» **Task to complete**
Only lines with the word "static" are needed; collect each of them from the listing below.
Information given Start Marker
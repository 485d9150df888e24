//! Attribute schemas the provider registers with the host.
use crate::{
    validation::{
        validate_color, validate_flag_key, validate_key, validate_variation_value,
        validate_variations_kind,
    },
    ValidationError,
};

/// Validates one attribute value. Receives the attribute name and the value.
pub type Validator = fn(&str, &str) -> Result<(), ValidationError>;

/// Value type of an attribute.
#[derive(Clone, Copy)]
pub enum AttributeType {
    /// A single string.
    String,
    /// A boolean.
    Bool,
    /// A list of strings.
    StringList,
    /// Ordered list of nested blocks.
    BlockList(&'static [AttributeSchema]),
}

/// Who sets an attribute.
#[derive(Debug, Clone, Copy, PartialEq, Eq)]
pub enum Presence {
    /// Set by the user, always.
    Required,
    /// Set by the user, may be left out.
    Optional,
    /// Set by the provider only.
    Computed,
    /// Set by the user, or by the provider when left out.
    OptionalComputed,
}

/// Value the host fills in for an attribute left out of the configuration.
#[derive(Debug, Clone, Copy, PartialEq, Eq)]
pub enum DefaultValue {
    /// Boolean default.
    Bool(bool),
    /// String default.
    String(&'static str),
}

/// One attribute of a resource, data source or the provider block.
#[derive(Clone, Copy)]
pub struct AttributeSchema {
    /// Attribute name as written in configuration.
    pub name: &'static str,
    /// Value type.
    pub kind: AttributeType,
    /// Who sets the attribute.
    pub presence: Presence,
    /// The host masks the value in its output.
    pub sensitive: bool,
    /// Changing the attribute destroys and recreates the resource.
    pub force_new: bool,
    /// Minimum number of entries for list attributes.
    pub min_items: usize,
    /// Default for attributes left out.
    pub default: Option<DefaultValue>,
    /// Validator run on the configured value.
    pub validate: Option<Validator>,
}

impl AttributeSchema {
    const fn new(name: &'static str, kind: AttributeType, presence: Presence) -> Self {
        AttributeSchema {
            name,
            kind,
            presence,
            sensitive: false,
            force_new: false,
            min_items: 0,
            default: None,
            validate: None,
        }
    }

    const fn validated(mut self, validate: Validator) -> Self {
        self.validate = Some(validate);
        self
    }

    const fn with_default(mut self, default: DefaultValue) -> Self {
        self.default = Some(default);
        self
    }
}

/// Schema of a resource or data source.
#[derive(Clone, Copy)]
pub struct ResourceSchema {
    /// Type name registered with the host.
    pub name: &'static str,
    /// Top-level attributes.
    pub attributes: &'static [AttributeSchema],
    /// Whether `import` is supported.
    pub importable: bool,
}

impl ResourceSchema {
    /// Look up a top-level attribute by name.
    pub fn attribute(&self, name: &str) -> Option<&AttributeSchema> {
        self.attributes.iter().find(|attribute| attribute.name == name)
    }
}

use AttributeType::{Bool, BlockList, StringList};
use Presence::{Computed, Optional, OptionalComputed, Required};

const STRING: AttributeType = AttributeType::String;

pub(crate) static PROVIDER: ResourceSchema = ResourceSchema {
    name: "launchdarkly",
    attributes: &[AttributeSchema {
        sensitive: true,
        ..AttributeSchema::new("access_token", STRING, Required)
    }],
    importable: false,
};

const TARGETING_RULE: &[AttributeSchema] = &[
    AttributeSchema::new("value", STRING, Required).validated(validate_variation_value),
    AttributeSchema::new("environment", STRING, Required).validated(validate_key),
];

const VARIATION: &[AttributeSchema] = &[
    AttributeSchema::new("value", STRING, Required).validated(validate_variation_value),
    AttributeSchema::new("name", STRING, Optional),
    AttributeSchema::new("description", STRING, Optional),
];

const CUSTOM_PROPERTY: &[AttributeSchema] = &[
    AttributeSchema::new("key", STRING, Required),
    AttributeSchema::new("name", STRING, Required),
    AttributeSchema::new("value", StringList, Required),
];

const COMPUTED_CUSTOM_PROPERTY: &[AttributeSchema] = &[
    AttributeSchema::new("key", STRING, Computed),
    AttributeSchema::new("name", STRING, Computed),
    AttributeSchema::new("value", StringList, Computed),
];

pub(crate) static RESOURCES: &[ResourceSchema] = &[
    ResourceSchema {
        name: "launchdarkly_project",
        attributes: &[
            AttributeSchema::new("name", STRING, Required),
            AttributeSchema::new("key", STRING, Required).validated(validate_key),
        ],
        importable: true,
    },
    ResourceSchema {
        name: "launchdarkly_environment",
        attributes: &[
            AttributeSchema::new("project_key", STRING, Required).validated(validate_key),
            AttributeSchema::new("name", STRING, Required),
            AttributeSchema::new("key", STRING, Required).validated(validate_key),
            AttributeSchema::new("color", STRING, Required).validated(validate_color),
            AttributeSchema::new("api_key", STRING, Computed),
            AttributeSchema::new("mobile_key", STRING, Computed),
        ],
        importable: true,
    },
    ResourceSchema {
        name: "launchdarkly_feature_flag",
        attributes: &[
            AttributeSchema::new("project_key", STRING, Required).validated(validate_key),
            AttributeSchema::new("name", STRING, Required),
            AttributeSchema::new("key", STRING, Required).validated(validate_flag_key),
            AttributeSchema::new("description", STRING, Optional),
            AttributeSchema::new("temporary", Bool, Optional).with_default(DefaultValue::Bool(true)),
            AttributeSchema::new("include_in_snippet", Bool, Optional)
                .with_default(DefaultValue::Bool(false)),
            AttributeSchema {
                force_new: true,
                ..AttributeSchema::new("variations_kind", STRING, Optional)
                    .with_default(DefaultValue::String("boolean"))
                    .validated(validate_variations_kind)
            },
            AttributeSchema::new("default_targeting_rule", BlockList(TARGETING_RULE), Optional),
            AttributeSchema::new("default_off_targeting_rule", BlockList(TARGETING_RULE), Optional),
            AttributeSchema {
                min_items: 2,
                ..AttributeSchema::new("variations", BlockList(VARIATION), OptionalComputed)
            },
            AttributeSchema::new("tags", StringList, Optional),
            AttributeSchema::new("custom_properties", BlockList(CUSTOM_PROPERTY), Optional),
        ],
        importable: true,
    },
];

pub(crate) static DATA_SOURCES: &[ResourceSchema] = &[
    ResourceSchema {
        name: "launchdarkly_project",
        attributes: &[
            AttributeSchema::new("name", STRING, Computed),
            AttributeSchema::new("key", STRING, Required).validated(validate_key),
        ],
        importable: false,
    },
    ResourceSchema {
        name: "launchdarkly_environment",
        attributes: &[
            AttributeSchema::new("project_key", STRING, Required).validated(validate_key),
            AttributeSchema::new("name", STRING, Computed),
            AttributeSchema::new("key", STRING, Required).validated(validate_key),
            AttributeSchema::new("color", STRING, Computed),
            AttributeSchema::new("api_key", STRING, Computed),
            AttributeSchema::new("mobile_key", STRING, Computed),
        ],
        importable: false,
    },
    ResourceSchema {
        name: "launchdarkly_feature_flag",
        attributes: &[
            AttributeSchema::new("project_key", STRING, Required).validated(validate_key),
            AttributeSchema::new("name", STRING, Computed),
            AttributeSchema::new("key", STRING, Required),
            AttributeSchema::new("description", STRING, Computed),
            AttributeSchema::new("temporary", Bool, Computed),
            AttributeSchema::new("include_in_snippet", Bool, Computed),
            AttributeSchema::new("tags", StringList, Computed),
            AttributeSchema::new("custom_properties", BlockList(COMPUTED_CUSTOM_PROPERTY), Computed),
        ],
        importable: false,
    },
];
//! Host-visible resource records and their lifecycle operations.
//!
//! Each record mirrors the attribute map the host keeps in its state. `id` is `None` until the
//! record is created or imported, and is cleared again when a read finds the remote entity gone.
mod environment;
mod feature_flag;
mod project;

pub use environment::EnvironmentState;
pub use feature_flag::{CustomProperty, FeatureFlagState, TargetingRule, Variation};
pub use project::ProjectState;

use crate::{Error, Provider, Result};

/// Lifecycle contract the host drives for every resource kind.
pub trait Resource: Sized {
    /// Resource type name as registered with the host.
    const TYPE_NAME: &'static str;

    /// Identifier of the remote entity, `None` when it does not exist.
    fn id(&self) -> Option<&str>;

    /// Check attributes. Called by every mutating operation before any request.
    fn validate(&self) -> Result<()>;

    /// Create the remote entity and record its `id`.
    fn create(&mut self, provider: &Provider) -> Result<()>;

    /// Refresh from the API. A remote 404 clears `id` instead of failing.
    fn read(&mut self, provider: &Provider) -> Result<()>;

    /// Push every mutable attribute to the existing remote entity.
    fn update(&mut self, provider: &Provider) -> Result<()>;

    /// Delete the remote entity. Deleting an entity that is already gone succeeds.
    fn delete(&mut self, provider: &Provider) -> Result<()>;

    /// Hydrate a record from nothing but its import identifier.
    fn import(id: &str, provider: &Provider) -> Result<Self>;
}

/// Split an import identifier `"<project_key>:<resource_key>"` on its first colon.
pub fn parse_composite_id(id: &str) -> Result<(&str, &str)> {
    id.split_once(':').ok_or(Error::InvalidCompositeId)
}

/// Read `state` and return it only if the remote entity exists. Used by data sources.
fn lookup<R: Resource>(mut state: R, provider: &Provider) -> Result<Option<R>> {
    state.read(provider)?;
    Ok(state.id().is_some().then_some(state))
}

fn require_id<'a>(id: &'a Option<String>, type_name: &'static str) -> Result<&'a str> {
    id.as_deref().ok_or(Error::MissingId(type_name))
}
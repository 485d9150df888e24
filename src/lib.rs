//! An infrastructure-as-code provider for LaunchDarkly projects, environments and feature flags.
//!
//! # Overview
//!
//! The crate is driven by a host orchestration runtime that owns the resource lifecycle and the
//! state diffing. It supplies what the host cannot know by itself: the [schemas](schema) of the
//! resources, and the translation between the host's attribute records ([`ProjectState`],
//! [`EnvironmentState`], [`FeatureFlagState`]) and the LaunchDarkly REST API.
//!
//! A [`Provider`] is created once from a [`ProviderConfig`] and passed to every [`Resource`]
//! operation. It holds the API [`Client`], which retries rate-limited requests, and the lock
//! serializing environment creation and deletion (a project must always keep at least one
//! environment, see [`environment_guard`]).
//!
//! Feature flag updates are computed by the [`reconcile`] module as ordered JSON Patch batches
//! and sent one `PATCH` per batch.
//!
//! # Error Handling
//!
//! Errors are represented by the [`Error`] enum and are always fatal to the operation. Reading
//! an entity that was deleted remotely is not an error: the record's `id` is cleared instead.
//!
//! # Logging
//!
//! The crate uses the [`log`](https://docs.rs/log/latest/log/) crate with the `launchdarkly`
//! target. Consider integrating a `log`-compatible logger implementation for visibility into
//! requests, retries and dummy environment handling.

#![warn(rustdoc::missing_crate_level_docs)]
#![warn(missing_docs)]

pub mod environment_guard;
pub mod http;
pub mod reconcile;
pub mod schema;
pub mod transcode;
pub mod validation;
pub mod wire;

mod client;
mod config;
mod error;
mod provider;
mod resources;
mod urls;

pub use client::{Client, RetryDelay, ThreadSleep};
pub use config::{ProviderConfig, ProviderSettings};
pub use error::{Error, Result, ValidationError};
pub use provider::Provider;
pub use resources::{
    parse_composite_id, CustomProperty, EnvironmentState, FeatureFlagState, ProjectState,
    Resource, TargetingRule, Variation,
};
pub use urls::Urls;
Information given End Marker
» **Response box**
    BlockList(&'static [AttributeSchema]),
    String(&'static str),
    pub name: &'static str,
    const fn new(name: &'static str, kind: AttributeType, presence: Presence) -> Self {
    pub name: &'static str,
    pub attributes: &'static [AttributeSchema],
pub(crate) static PROVIDER: ResourceSchema = ResourceSchema {
pub(crate) static RESOURCES: &[ResourceSchema] = &[
pub(crate) static DATA_SOURCES: &[ResourceSchema] = &[
    const TYPE_NAME: &'static str;
fn require_id<'a>(id: &'a Option<String>, type_name: &'static str) -> Result<&'a str> {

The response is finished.